### Task directions:
Retype the entries exactly, keeping every line intact.

### Saved entries:
*** Block opens ***

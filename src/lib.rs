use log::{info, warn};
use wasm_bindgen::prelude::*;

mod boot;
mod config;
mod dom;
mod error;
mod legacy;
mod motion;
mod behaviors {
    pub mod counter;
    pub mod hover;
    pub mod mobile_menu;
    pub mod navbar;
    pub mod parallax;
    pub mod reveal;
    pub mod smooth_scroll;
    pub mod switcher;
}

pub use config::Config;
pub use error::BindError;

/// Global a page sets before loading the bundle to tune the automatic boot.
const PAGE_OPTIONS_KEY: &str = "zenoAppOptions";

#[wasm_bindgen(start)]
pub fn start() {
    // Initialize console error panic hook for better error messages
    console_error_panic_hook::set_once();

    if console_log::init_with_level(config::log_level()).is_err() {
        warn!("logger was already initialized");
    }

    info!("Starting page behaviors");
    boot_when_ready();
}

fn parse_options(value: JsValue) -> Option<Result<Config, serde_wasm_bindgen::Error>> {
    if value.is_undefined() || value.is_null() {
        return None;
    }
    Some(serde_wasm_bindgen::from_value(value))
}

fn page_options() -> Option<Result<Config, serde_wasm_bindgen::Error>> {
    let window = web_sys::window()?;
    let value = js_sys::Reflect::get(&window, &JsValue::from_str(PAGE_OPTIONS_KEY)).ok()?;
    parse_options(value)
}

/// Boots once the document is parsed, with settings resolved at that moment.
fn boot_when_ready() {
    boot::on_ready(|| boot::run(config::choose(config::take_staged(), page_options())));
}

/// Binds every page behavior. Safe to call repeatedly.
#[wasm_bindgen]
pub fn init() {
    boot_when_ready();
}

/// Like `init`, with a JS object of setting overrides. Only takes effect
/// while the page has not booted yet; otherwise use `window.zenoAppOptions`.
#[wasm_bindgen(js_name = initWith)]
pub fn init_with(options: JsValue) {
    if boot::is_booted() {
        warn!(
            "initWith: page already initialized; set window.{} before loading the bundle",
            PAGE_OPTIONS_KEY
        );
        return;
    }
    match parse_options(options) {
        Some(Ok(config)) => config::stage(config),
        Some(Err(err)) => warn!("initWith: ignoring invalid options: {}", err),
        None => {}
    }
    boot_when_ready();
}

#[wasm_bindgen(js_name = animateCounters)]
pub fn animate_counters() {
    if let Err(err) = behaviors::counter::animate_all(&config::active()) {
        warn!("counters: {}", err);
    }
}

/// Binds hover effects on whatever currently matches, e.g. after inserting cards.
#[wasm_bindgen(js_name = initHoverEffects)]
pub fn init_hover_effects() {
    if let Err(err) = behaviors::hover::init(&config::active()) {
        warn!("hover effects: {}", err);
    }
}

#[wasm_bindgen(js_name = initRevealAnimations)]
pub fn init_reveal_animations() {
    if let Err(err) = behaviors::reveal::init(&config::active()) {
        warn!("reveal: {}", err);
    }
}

*** Block closes ***

### Answer section:
filename src/lib.rs
use log::{info, warn};
use wasm_bindgen::prelude::*;

mod boot;
mod config;
mod dom;
mod error;
mod legacy;
mod motion;
mod behaviors {
    pub mod counter;
    pub mod hover;
    pub mod mobile_menu;
    pub mod navbar;
    pub mod parallax;
    pub mod reveal;
    pub mod smooth_scroll;
    pub mod switcher;
}

pub use config::Config;
pub use error::BindError;

/// Global a page sets before loading the bundle to tune the automatic boot.
const PAGE_OPTIONS_KEY: &str = "zenoAppOptions";

#[wasm_bindgen(start)]
pub fn start() {
    // Initialize console error panic hook for better error messages
    console_error_panic_hook::set_once();

    if console_log::init_with_level(config::log_level()).is_err() {
        warn!("logger was already initialized");
    }

    info!("Starting page behaviors");
    boot_when_ready();
}

fn parse_options(value: JsValue) -> Option<Result<Config, serde_wasm_bindgen::Error>> {
    if value.is_undefined() || value.is_null() {
        return None;
    }
    Some(serde_wasm_bindgen::from_value(value))
}

fn page_options() -> Option<Result<Config, serde_wasm_bindgen::Error>> {
    let window = web_sys::window()?;
    let value = js_sys::Reflect::get(&window, &JsValue::from_str(PAGE_OPTIONS_KEY)).ok()?;
    parse_options(value)
}

/// Boots once the document is parsed, with settings resolved at that moment.
fn boot_when_ready() {
    boot::on_ready(|| boot::run(config::choose(config::take_staged(), page_options())));
}

/// Binds every page behavior. Safe to call repeatedly.
#[wasm_bindgen]
pub fn init() {
    boot_when_ready();
}

/// Like `init`, with a JS object of setting overrides. Only takes effect
/// while the page has not booted yet; otherwise use `window.zenoAppOptions`.
#[wasm_bindgen(js_name = initWith)]
pub fn init_with(options: JsValue) {
    if boot::is_booted() {
        warn!(
            "initWith: page already initialized; set window.{} before loading the bundle",
            PAGE_OPTIONS_KEY
        );
        return;
    }
    match parse_options(options) {
        Some(Ok(config)) => config::stage(config),
        Some(Err(err)) => warn!("initWith: ignoring invalid options: {}", err),
        None => {}
    }
    boot_when_ready();
}

#[wasm_bindgen(js_name = animateCounters)]
pub fn animate_counters() {
    if let Err(err) = behaviors::counter::animate_all(&config::active()) {
        warn!("counters: {}", err);
    }
}

/// Binds hover effects on whatever currently matches, e.g. after inserting cards.
#[wasm_bindgen(js_name = initHoverEffects)]
pub fn init_hover_effects() {
    if let Err(err) = behaviors::hover::init(&config::active()) {
        warn!("hover effects: {}", err);
    }
}

#[wasm_bindgen(js_name = initRevealAnimations)]
pub fn init_reveal_animations() {
    if let Err(err) = behaviors::reveal::init(&config::active()) {
        warn!("reveal: {}", err);
    }
}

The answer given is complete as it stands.